Vertex Formats
Hiya,
I'm wondering if someone could give me some advice on my renderer design :)
I'm loading mesh data from files, and the different HLSL shaders in my game need different vertex formats as input. I can see several ways of making the vertex formats match, but none seem ideal - I'm really hoping someone can lend their opinion.
I could just stuff every conceivable vertex attribute into each mesh, so everything submitted to the renderer is in the same format. This seems very wasteful though, so it's not a great solution.
I think another way would be to use a mechanism similar to Yann L's. I believe in his system every shader is implemented as a DLL, so the vertex formats required can just be hard-coded in. Each DLL will know what format it needs, and any missing attributes can be generated for each mesh as required. It seems like this would generate a huge amount of shader DLLs, and it doesn't seem too artist-friendly.
A third way would be to determine the required format from the HLSL file itself, and then fill in the missing attributes. As far as I know this is only possible in D3D10 though (reflection?), and I need to target D3D9...
I'm sure this must be a common problem. Can anyone say how they solve this?
Thanks in advance for any help!
Cheers,
James
In my engine I have a personal mesh format that stores its own vertex declaration inside itself. I think its the most efficient way. (If i'm correct the .x file format do the same...)
I'd like to know how people do as well.
Here's how I tried to solve the problem, with dx9 : my fx files contain the input struct and a dummy global variable of that struct. You can't access the struct directly from your app, but you can access the global variable.
So in my app I can get a handle on the dummy var, use GetParameterDesc to know how many elements are in the struct. Then a loop to parse the struct members, giving the name, type, semantic, etc.

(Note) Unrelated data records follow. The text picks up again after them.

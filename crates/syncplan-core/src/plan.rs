//! Planning over many files
//!
//! Each file gets its own [`FileReconciler`]; the session only feeds them
//! events and collects their outcomes. Remote events come from a
//! [`RemoteManifest`], local events from probing [`FileUtils::exists`] for
//! every candidate path. Nothing is uploaded or deleted here.

mod reporting;

use std::collections::BTreeSet;
use std::fmt::Write as _;
use std::path::{Path, PathBuf};
use std::sync::Arc;

use futures::future::join_all;
use serde::Serialize;
use tracing::{debug, info};

pub use reporting::PlanReporter;

use crate::file_utils::FileUtils;
use crate::path::normalize_relative;
use crate::reconcile::{Action, FileReconciler};
use crate::remote::RemoteManifest;

/// Action decided for one file
#[derive(Debug, Clone, PartialEq, Eq, Serialize)]
pub struct PlannedAction {
    /// Path relative to the plan root
    pub path: PathBuf,
    /// Decided action
    pub action: Action,
}

/// Outcome of a planning session
#[derive(Debug, Clone, Default, Serialize)]
pub struct PlanResult {
    /// Decided actions, ordered by path
    pub entries: Vec<PlannedAction>,
    /// Files that could not be decided
    pub errors: Vec<String>,
}

impl PlanResult {
    fn count(&self, action: Action) -> usize {
        self.entries.iter().filter(|e| e.action == action).count()
    }

    /// Files to upload
    #[must_use]
    pub fn uploads(&self) -> usize {
        self.count(Action::Upload)
    }

    /// Files to delete remotely
    #[must_use]
    pub fn deletes(&self) -> usize {
        self.count(Action::Delete)
    }

    /// Files needing no action
    #[must_use]
    pub fn unchanged(&self) -> usize {
        self.count(Action::Nothing)
    }

    /// Whether every file was decided (no errors)
    #[must_use]
    pub fn is_success(&self) -> bool {
        self.errors.is_empty()
    }
}

/// Drives one reconciler per candidate file
///
/// Every reconciler receives exactly one remote and one local event.
pub struct PlanSession {
    file_utils: Arc<dyn FileUtils>,
}

impl PlanSession {
    /// Create a session sharing `file_utils` across all reconcilers
    #[must_use]
    pub fn new(file_utils: Arc<dyn FileUtils>) -> Self {
        Self { file_utils }
    }

    /// Decide an action for every candidate file under `root`
    ///
    /// Candidates are the union of `local_candidates` and the manifest's
    /// paths, all relative to `root` and normalised first, so each file is
    /// reconciled exactly once. Candidates that are absolute or contain `..`
    /// are reported in [`PlanResult::errors`] along with any other per-file
    /// failure.
    pub async fn plan(
        &self,
        root: &Path,
        local_candidates: &[PathBuf],
        manifest: &RemoteManifest,
    ) -> PlanResult {
        let mut result = PlanResult::default();

        let mut candidates: BTreeSet<PathBuf> = manifest.paths().map(Path::to_path_buf).collect();
        for candidate in local_candidates {
            match normalize_relative(candidate) {
                Ok(rel) => {
                    candidates.insert(rel);
                }
                Err(e) => result.errors.push(format!("{e:#}")),
            }
        }

        info!(
            root = %root.display(),
            candidates = candidates.len(),
            remote = manifest.len(),
            "planning"
        );

        let mut reconcilers = Vec::with_capacity(candidates.len());
        for rel in candidates {
            let mut reconciler = FileReconciler::new(root.join(&rel), self.file_utils.clone());
            let remote_event = match manifest.get(&rel) {
                Some(hash) => reconciler.found_remote(hash),
                None => reconciler.remote_done(),
            };
            if let Err(e) = remote_event {
                result.errors.push(format!("{}: {e}", rel.display()));
                continue;
            }
            reconcilers.push((rel, reconciler));
        }

        let probes = reconcilers
            .iter()
            .map(|(_, reconciler)| self.file_utils.exists(reconciler.path()));
        let probed = join_all(probes).await;

        let mut pending = Vec::with_capacity(reconcilers.len());
        for ((rel, mut reconciler), exists) in reconcilers.into_iter().zip(probed) {
            let local_event = match exists {
                Ok(true) => reconciler.found_file(),
                Ok(false) => reconciler.glob_done(),
                Err(e) => {
                    result.errors.push(format!("{}: {e:#}", rel.display()));
                    continue;
                }
            };
            if let Err(e) = local_event {
                result.errors.push(format!("{}: {e}", rel.display()));
                continue;
            }
            pending.push((rel, reconciler.action()));
        }

        let outcomes = join_all(pending.into_iter().map(|(rel, handle)| async move {
            (rel, handle.await)
        }))
        .await;

        for (path, outcome) in outcomes {
            match outcome {
                Ok(action) => {
                    debug!(path = %path.display(), %action, "planned");
                    result.entries.push(PlannedAction { path, action });
                }
                Err(e) => {
                    let mut message = format!("{}: {e}", path.display());
                    if let Some(source) = std::error::Error::source(&e) {
                        let _ = write!(message, ": {source}");
                    }
                    result.errors.push(message);
                }
            }
        }

        result
    }
}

Here's how I tried to solve the problem, with dx9 : my fx files contain the input struct and a dummy global variable of that struct. You can't access the struct directly from your app, but you can access the global variable.
So in my app I can get a handle on the dummy var, use GetParameterDesc to know how many elements are in the struct. Then a loop to parse the struct members, giving the name, type, semantic, etc.